Sunday, February 21, 2021

THE WEREWOLF (1956)

 

(Director: Fred F. Sears. Screenwriters: Robert E. Kent and James B. Gordon.)

Storyline

An amnesiac stranger shows up in Mountaincrest, a small town. Not long after his arrival, a notorious thug is killed, seemingly by a wild animal. While the townsfolk put together a search party for the creature, the doctors whose experiments created the beast head to Mountaincrest.

 

Review

WEREWOLF is an entertaining, straightforward lycanthropic work, typically Fifties in what it shows (e.g., no gore; the violence is PG-rated by today’s standards). The hour-and-nineteen-minute film wastes no time in setting up and delivering its monster-on-the-loose goods, with taut dialogue, cut-to-it scenes, solid acting, and well-written characters who are sympathetic to Duncan Marsh, a stranger saddled with amnesia and synthetic shapeshifting.

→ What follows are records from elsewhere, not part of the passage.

// src/audit/store.rs
// SQLite-backed audit log: append path for the bridge, paged read path for the API

use async_trait::async_trait;
use chrono::{DateTime, Utc};
use serde::Serialize;
use sqlx::sqlite::SqliteRow;
use sqlx::{FromRow, Row, SqlitePool};

use super::{AuditRecord, AuditResult, AuditSink};

pub const DEFAULT_PAGE_SIZE: u32 = 20;
pub const MAX_PAGE_SIZE: u32 = 100;

/// Stored audit entry as returned by the listing API
#[derive(Debug, Clone, Serialize)]
pub struct AuditLogEntry {
    pub id: i64,
    pub org_id: i64,
    pub user_id: i64,
    pub action: String,
    pub resource_type: String,
    pub resource_id: Option<i64>,
    pub target: String,
    pub session_id: Option<String>,
    pub ip: String,
    pub user_agent: String,
    pub initiator_name: String,
    pub metadata: serde_json::Value,
    pub created_at: DateTime<Utc>,
}

impl<'r> FromRow<'r, SqliteRow> for AuditLogEntry {
    fn from_row(row: &'r SqliteRow) -> Result<Self, sqlx::Error> {
        let metadata: String = row.try_get("metadata")?;
        let metadata = serde_json::from_str(&metadata).map_err(|e| sqlx::Error::ColumnDecode {
            index: "metadata".to_string(),
            source: Box::new(e),
        })?;
        let created_at: i64 = row.try_get("created_at")?;

        Ok(Self {
            id: row.try_get("id")?,
            org_id: row.try_get("org_id")?,
            user_id: row.try_get("user_id")?,
            action: row.try_get("action")?,
            resource_type: row.try_get("resource_type")?,
            resource_id: row.try_get("resource_id")?,
            target: row.try_get("target")?,
            session_id: row.try_get("session_id")?,
            ip: row.try_get("ip")?,
            user_agent: row.try_get("user_agent")?,
            initiator_name: row.try_get("initiator_name")?,
            metadata,
            created_at: DateTime::from_timestamp_millis(created_at).unwrap_or_default(),
        })
    }
}

/// Newest-first page request, scoped to one organization
#[derive(Debug, Clone)]
pub struct AuditQuery {
    pub org_id: i64,
    pub limit: u32,
    /// Only entries with an id strictly below this
    pub after_id: Option<i64>,
    /// Substring match over initiator, action, resource type and IP
    pub search: Option<String>,
}

impl AuditQuery {
    pub fn new(org_id: i64) -> Self {
        Self {
            org_id,
            limit: DEFAULT_PAGE_SIZE,
            after_id: None,
            search: None,
        }
    }
}

#[derive(Debug, Clone, Serialize)]
pub struct AuditPage {
    pub logs: Vec<AuditLogEntry>,
    /// Pass back as `after_id` to get the next page
    pub next_cursor: Option<i64>,
}

const SELECT_COLUMNS: &str = "SELECT id, org_id, user_id, action, resource_type, resource_id, target,
        session_id, ip, user_agent, initiator_name, metadata, created_at
 FROM audit_logs";

#[derive(Clone)]
pub struct SqliteAuditLog {
    pool: SqlitePool,
}

impl SqliteAuditLog {
    pub fn new(pool: SqlitePool) -> Self {
        Self { pool }
    }

    pub async fn list(&self, query: &AuditQuery) -> AuditResult<AuditPage> {
        let limit = query.limit.clamp(1, MAX_PAGE_SIZE);
        let search = query
            .search
            .as_deref()
            .map(str::trim)
            .filter(|s| !s.is_empty())
            .map(|s| format!("%{}%", s));

        let sql = format!(
            "{SELECT_COLUMNS}
             WHERE org_id = ?
               AND (? IS NULL OR id < ?)
               AND (? IS NULL OR initiator_name LIKE ? OR action LIKE ? OR resource_type LIKE ? OR ip LIKE ?)
             ORDER BY id DESC
             LIMIT ?"
        );

        let mut logs: Vec<AuditLogEntry> = sqlx::query_as(&sql)
            .bind(query.org_id)
            .bind(query.after_id)
            .bind(query.after_id)
            .bind(search.as_deref())
            .bind(search.as_deref())
            .bind(search.as_deref())
            .bind(search.as_deref())
            .bind(search.as_deref())
            .bind(i64::from(limit) + 1)
            .fetch_all(&self.pool)
            .await?;

        // One extra row tells us whether another page exists.
        let next_cursor = if logs.len() > limit as usize {
            logs.truncate(limit as usize);
            logs.last().map(|entry| entry.id)
        } else {
            None
        };

        Ok(AuditPage { logs, next_cursor })
    }

    /// Every entry for one bridge session, oldest first.
    pub async fn for_session(&self, session_id: &str) -> AuditResult<Vec<AuditLogEntry>> {
        let sql = format!("{SELECT_COLUMNS} WHERE session_id = ? ORDER BY id ASC");
        let entries = sqlx::query_as(&sql)
            .bind(session_id)
            .fetch_all(&self.pool)
            .await?;
        Ok(entries)
    }
}

#[async_trait]
impl AuditSink for SqliteAuditLog {
    async fn record(&self, record: &AuditRecord) -> AuditResult<()> {
        let metadata = serde_json::to_string(&record.metadata)?;

        sqlx::query(
            "INSERT INTO audit_logs
             (org_id, user_id, action, resource_type, resource_id, target, session_id,
              ip, user_agent, initiator_name, metadata, created_at)
             VALUES (?, ?, ?, ?, ?, ?, ?, ?, ?, ?, ?, ?)",
        )
        .bind(record.org_id)
        .bind(record.user_id)
        .bind(record.action.as_str())
        .bind(&record.resource_type)
        .bind(record.resource_id)
        .bind(&record.target)
        .bind(record.session_id.map(|id| id.to_string()))
        .bind(&record.ip)
        .bind(&record.user_agent)
        .bind(&record.initiator_name)
        .bind(metadata)
        .bind(record.created_at.timestamp_millis())
        .execute(&self.pool)
        .await?;

        Ok(())
    }
}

Adding to the fun of this flick is its convincing lycanthropic makeup, created by Clay Campbell, who originally used it in THE RETURN OF THE VAMPIRE (1943; director: Lew Landers)─Campbell was not credited for his work on RETURN and WEREWOLF, and used the same (or similar) makeup in other films.

Good film, WEREWOLF─worth watching, possibly worth owning if you’re into well-made Fifties monster movies.